• What you need to do: Below are lines of data; restate word for word those running from the line containing "push_line(&cells[..]);" to the line containing "view.render_stats(&Stats::new(10, 7, 3, 0));", inclusive, and no others.

━━━ Supplied records

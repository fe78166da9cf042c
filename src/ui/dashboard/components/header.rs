//! Dashboard header component
//!
//! Renders the title, today's date and the state of the book table

use super::super::state::{DashboardState, Placeholder};

use chrono::Local;
use ratatui::Frame;
use ratatui::layout::{Alignment, Constraint, Direction, Layout};
use ratatui::prelude::{Color, Modifier, Style};
use ratatui::widgets::{Block, BorderType, Borders, Gauge, Paragraph};

/// Today's date in long form, e.g. "Monday, January 1, 2024".
pub fn today_long_date() -> String {
    Local::now().format("%A, %B %-d, %Y").to_string()
}

/// Render header with title and table status.
pub fn render_header(f: &mut Frame, area: ratatui::layout::Rect, state: &DashboardState) {
    let header_chunks = Layout::default()
        .direction(Direction::Vertical)
        .constraints([Constraint::Length(2), Constraint::Length(2)])
        .split(area);

    let title_text = format!(
        "LIBRARY DASHBOARD v{}  |  {}",
        env!("CARGO_PKG_VERSION"),
        today_long_date()
    );
    let title = Paragraph::new(title_text)
        .alignment(Alignment::Center)
        .style(
            Style::default()
                .fg(Color::Cyan)
                .add_modifier(Modifier::BOLD),
        )
        .block(
            Block::default()
                .borders(Borders::BOTTOM)
                .border_type(BorderType::Thick),
        );
    f.render_widget(title, header_chunks[0]);

    let (status_text, gauge_color, percent) = match state.placeholder() {
        Some(Placeholder::Loading) => {
            // Sweeps every 20 ticks while the load cycle is in flight
            let progress = ((state.tick % 20) as f64 / 20.0 * 100.0) as u16;
            (
                format!("LOADING - {}", state.api_url),
                Color::LightBlue,
                progress,
            )
        }
        Some(Placeholder::Error) => (
            "ERROR - Failed to load data, press R to retry".to_string(),
            Color::LightRed,
            100,
        ),
        _ => {
            let shown = state.visible_books().count();
            let total = state.book_count();
            let refreshed = state
                .last_refreshed()
                .map(|t| format!(", refreshed {}", t))
                .unwrap_or_default();
            (
                format!("READY - {} of {} books shown{}", shown, total, refreshed),
                Color::LightGreen,
                100,
            )
        }
    };

    let gauge = Gauge::default()
        .block(
            Block::default()
                .borders(Borders::BOTTOM)
                .border_style(Style::default().fg(Color::DarkGray)),
        )
        .gauge_style(
            Style::default()
                .fg(gauge_color)
                .add_modifier(Modifier::BOLD),
        )
        .percent(percent)
        .label(status_text);

    f.render_widget(gauge, header_chunks[1]);
}
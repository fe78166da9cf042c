//! Headless mode execution
//!
//! One-shot commands that run a single controller operation and print the resulting view.

use super::SessionData;
use crate::controller::{AlertKind, DashboardUpdate};
use crate::library::error::LibraryError;
use crate::library::models::BookId;
use crate::ui::dashboard::DashboardState;
use crate::ui::dashboard::state::{Placeholder, TableRow};
use crate::{print_cmd_error, print_cmd_success, print_cmd_warn};
use std::error::Error;

/// A single operation to run without the interactive dashboard.
#[derive(Debug, Clone, PartialEq, Eq)]
pub enum HeadlessCommand {
    Stats,
    Books { search: Option<String> },
    Borrow(BookId),
    Return(BookId),
}

/// What a finished command leaves on screen besides its events.
#[derive(Debug, Clone, PartialEq, Eq)]
pub enum Report {
    Text(String),
    ReloadFailed,
}

/// Runs one command, prints its events and the resulting view.
///
/// # Returns
/// * `Ok(())` - The operation succeeded
/// * `Err` - The operation failed; its events have already been printed
pub async fn run_headless_command(
    mut session: SessionData,
    command: HeadlessCommand,
) -> Result<(), Box<dyn Error>> {
    let (view, updates, result) = execute(&mut session, &command).await;
    for update in &updates {
        print_update(update);
    }
    result?;

    match report(&command, view) {
        Report::Text(text) => print!("{}", text),
        Report::ReloadFailed => {
            print_cmd_warn!("Reload failed", "the catalog could not be refreshed")
        }
    }
    Ok(())
}

/// Runs the controller operation and replays its updates into a fresh view.
async fn execute(
    session: &mut SessionData,
    command: &HeadlessCommand,
) -> (DashboardState, Vec<DashboardUpdate>, Result<(), LibraryError>) {
    let controller = session.controller.clone();
    let result = match command {
        HeadlessCommand::Stats => controller.load_stats().await.map(|_| ()),
        HeadlessCommand::Books { .. } => controller.load_books().await.map(|_| ()),
        HeadlessCommand::Borrow(book_id) => controller.borrow(book_id).await.map(|_| ()),
        HeadlessCommand::Return(book_id) => controller.return_book(book_id).await,
    };

    // The operation has finished, so every update it produced is already queued.
    let mut view = DashboardState::new(session.api_url.clone(), false);
    let mut updates = Vec::new();
    while let Ok(update) = session.update_receiver.try_recv() {
        view.process_update(update.clone());
        updates.push(update);
    }
    (view, updates, result)
}

fn report(command: &HeadlessCommand, mut view: DashboardState) -> Report {
    match command {
        HeadlessCommand::Stats => Report::Text(format_stats(&view)),
        HeadlessCommand::Books { search } => {
            if let Some(term) = search {
                view.filter(term);
            }
            Report::Text(format_books(&view))
        }
        HeadlessCommand::Borrow(_) | HeadlessCommand::Return(_) => {
            if view.placeholder() == Some(Placeholder::Error) {
                Report::ReloadFailed
            } else {
                Report::Text(format_stats(&view))
            }
        }
    }
}

fn print_update(update: &DashboardUpdate) {
    match update {
        DashboardUpdate::Log(event) if event.should_display() => println!("{}", event),
        DashboardUpdate::Alert(alert) => match alert.kind {
            AlertKind::Info => print_cmd_success!(&alert.message, ""),
            AlertKind::Error => print_cmd_error!(&alert.message),
        },
        _ => {}
    }
}

/// The stats strip as aligned text.
pub fn format_stats(view: &DashboardState) -> String {
    let stats = view.stats();
    format!(
        "Total books:     {}\nAvailable books: {}\nBorrowed books:  {}\nOverdue books:   {}\n",
        stats.total, stats.available, stats.borrowed, stats.overdue
    )
}

/// The book table as aligned text, honouring the current filter.
pub fn format_books(view: &DashboardState) -> String {
    if let [TableRow::Placeholder(placeholder)] = view.rows() {
        return format!("{}\n", placeholder.message());
    }

    let header = ["Title", "Author", "ISBN", "Status", "Action"];
    let rows: Vec<[String; 5]> = view
        .visible_books()
        .map(|book| {
            [
                book.title.clone(),
                book.author.clone(),
                book.isbn.clone(),
                book.status_label().to_string(),
                book.action().to_string(),
            ]
        })
        .collect();

    if rows.is_empty() {
        return format!("No books match \"{}\"\n", view.filter_term());
    }

    let mut widths = header.map(|h| h.chars().count());
    for row in &rows {
        for (width, cell) in widths.iter_mut().zip(row) {
            *width = (*width).max(cell.chars().count());
        }
    }

    let mut out = String::new();
    let mut push_line = |cells: &[&str]| {
        let line: Vec<String> = cells
            .iter()
            .zip(widths)
            .map(|(cell, width)| format!("{:<width$}", cell, width = width))
            .collect();
        out.push_str(line.join("  ").trim_end());
        out.push('\n');
    };
    push_line(&header[..]);
    for row in &rows {
        let cells: Vec<&str> = row.iter().map(String::as_str).collect();
        push_line(&cells[..]);
    }
    out
}

#[cfg(test)]
mod tests {
    use super::*;
    use crate::consts::cli_consts::UPDATE_QUEUE_SIZE;
    use crate::controller::{DashboardController, UpdateSender};
    use crate::library::MockLibraryApi;
    use crate::library::models::{Book, BorrowReceipt, Stats};
    use std::sync::Arc;
    use tokio::sync::mpsc;

    fn session_with(api: MockLibraryApi) -> SessionData {
        let (sender, update_receiver) = mpsc::channel(UPDATE_QUEUE_SIZE);
        SessionData {
            controller: DashboardController::new(Arc::new(api), UpdateSender::new(sender)),
            update_receiver,
            api_url: "http://library.test/api/".to_string(),
        }
    }

    fn server_error() -> LibraryError {
        LibraryError::Http {
            status: 500,
            message: "boom".to_string(),
        }
    }

    fn alert_messages(updates: &[DashboardUpdate]) -> Vec<String> {
        updates
            .iter()
            .filter_map(|u| match u {
                DashboardUpdate::Alert(alert) => Some(alert.message.clone()),
                _ => None,
            })
            .collect()
    }

    fn view_with(books: &[Book]) -> DashboardState {
        let mut view = DashboardState::new(String::new(), false);
        view.render_books(books);
        view
    }

    fn book(id: u64, title: &str, available: bool) -> Book {
        Book {
            id: BookId::Number(id),
            title: Some(title.to_string()),
            author: Some("Someone".to_string()),
            isbn: Some("123".to_string()),
            available: Some(available),
        }
    }

    #[test]
    fn test_format_stats_lists_all_counters() {
        let mut view = DashboardState::new(String::new(), false);
        view.render_stats(&Stats::new(10, 7, 3, 0));
        let text = format_stats(&view);
        assert!(text.contains("Total books:     10"));
        assert!(text.contains("Overdue books:   0"));
    }

    #[test]
    fn test_format_books_aligns_columns() {
        let view = view_with(&[book(1, "Dune", true), book(2, "Neuromancer", false)]);
        let text = format_books(&view);
        let lines: Vec<&str> = text.lines().collect();
        assert_eq!(lines.len(), 3);
        assert!(lines[0].starts_with("Title        Author"));
        assert!(lines[1].starts_with("Dune         Someone"));
        assert!(lines[1].ends_with("Available  Borrow"));
        assert!(lines[2].ends_with("Borrowed   Return"));
    }

    #[test]
    fn test_format_books_placeholder_and_no_match() {
        assert_eq!(
            format_books(&view_with(&[])),
            "No books found in the library\n"
        );

        let mut view = view_with(&[book(1, "Dune", true)]);
        view.filter("xyz");
        assert_eq!(format_books(&view), "No books match \"xyz\"\n");
    }

    #[tokio::test]
    async fn test_borrow_confirms_then_reports_reloaded_stats() {
        let mut api = MockLibraryApi::new();
        api.expect_borrow_book()
            .withf(|id| *id == BookId::Number(1))
            .returning(|_| {
                Ok(BorrowReceipt {
                    due_date: Some("2024-01-01".to_string()),
                })
            });
        api.expect_get_stats()
            .returning(|| Ok(Stats::new(10, 6, 4, 0)));
        api.expect_get_books()
            .returning(|| Ok(vec![book(1, "Dune", false)]));

        let command = HeadlessCommand::Borrow(BookId::Number(1));
        let mut session = session_with(api);
        let (view, updates, result) = execute(&mut session, &command).await;

        assert!(result.is_ok());
        assert_eq!(
            alert_messages(&updates),
            vec!["Book borrowed successfully. Due date: 2024-01-01".to_string()]
        );
        match report(&command, view) {
            Report::Text(text) => assert!(text.contains("Borrowed books:  4")),
            other => panic!("unexpected report {:?}", other),
        }
    }

    #[tokio::test]
    async fn test_borrow_with_failed_reload_reports_reload_failure() {
        let mut api = MockLibraryApi::new();
        api.expect_borrow_book()
            .returning(|_| Ok(BorrowReceipt::default()));
        api.expect_get_stats()
            .returning(|| Ok(Stats::new(10, 6, 4, 0)));
        api.expect_get_books().returning(|| Err(server_error()));

        let command = HeadlessCommand::Borrow(BookId::Number(1));
        let mut session = session_with(api);
        let (view, updates, result) = execute(&mut session, &command).await;

        assert!(result.is_ok());
        assert_eq!(
            alert_messages(&updates),
            vec!["Book borrowed successfully. Due date: unknown".to_string()]
        );
        assert_eq!(report(&command, view), Report::ReloadFailed);
    }

    #[tokio::test]
    async fn test_failed_return_is_an_error_without_reload() {
        let mut api = MockLibraryApi::new();
        api.expect_return_book().returning(|_| Err(server_error()));
        api.expect_get_stats().never();
        api.expect_get_books().never();

        let command = HeadlessCommand::Return(BookId::Text("b-1".to_string()));
        let mut session = session_with(api);
        let (_, updates, result) = execute(&mut session, &command).await;

        assert!(result.is_err());
        assert_eq!(alert_messages(&updates).len(), 1);
        assert!(alert_messages(&updates)[0].starts_with("Failed to return book:"));
    }

    #[tokio::test]
    async fn test_books_search_filters_printed_table() {
        let mut api = MockLibraryApi::new();
        api.expect_get_books().returning(|| {
            Ok(vec![
                book(1, "Dune", true),
                book(2, "Neuromancer", false),
            ])
        });

        let command = HeadlessCommand::Books {
            search: Some("NEURO".to_string()),
        };
        let mut session = session_with(api);
        let (view, _, result) = execute(&mut session, &command).await;

        assert!(result.is_ok());
        match report(&command, view) {
            Report::Text(text) => {
                assert_eq!(text.lines().count(), 2);
                assert!(text.contains("Neuromancer"));
                assert!(!text.contains("Dune"));
            }
            other => panic!("unexpected report {:?}", other),
        }
    }
}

━━━━━━

• Result of the exercise:
        push_line(&cells[..]);
    }
    out
}

#[cfg(test)]
mod tests {
    use super::*;
    use crate::consts::cli_consts::UPDATE_QUEUE_SIZE;
    use crate::controller::{DashboardController, UpdateSender};
    use crate::library::MockLibraryApi;
    use crate::library::models::{Book, BorrowReceipt, Stats};
    use std::sync::Arc;
    use tokio::sync::mpsc;

    fn session_with(api: MockLibraryApi) -> SessionData {
        let (sender, update_receiver) = mpsc::channel(UPDATE_QUEUE_SIZE);
        SessionData {
            controller: DashboardController::new(Arc::new(api), UpdateSender::new(sender)),
            update_receiver,
            api_url: "http://library.test/api/".to_string(),
        }
    }

    fn server_error() -> LibraryError {
        LibraryError::Http {
            status: 500,
            message: "boom".to_string(),
        }
    }

    fn alert_messages(updates: &[DashboardUpdate]) -> Vec<String> {
        updates
            .iter()
            .filter_map(|u| match u {
                DashboardUpdate::Alert(alert) => Some(alert.message.clone()),
                _ => None,
            })
            .collect()
    }

    fn view_with(books: &[Book]) -> DashboardState {
        let mut view = DashboardState::new(String::new(), false);
        view.render_books(books);
        view
    }

    fn book(id: u64, title: &str, available: bool) -> Book {
        Book {
            id: BookId::Number(id),
            title: Some(title.to_string()),
            author: Some("Someone".to_string()),
            isbn: Some("123".to_string()),
            available: Some(available),
        }
    }

    #[test]
    fn test_format_stats_lists_all_counters() {
        let mut view = DashboardState::new(String::new(), false);
        view.render_stats(&Stats::new(10, 7, 3, 0));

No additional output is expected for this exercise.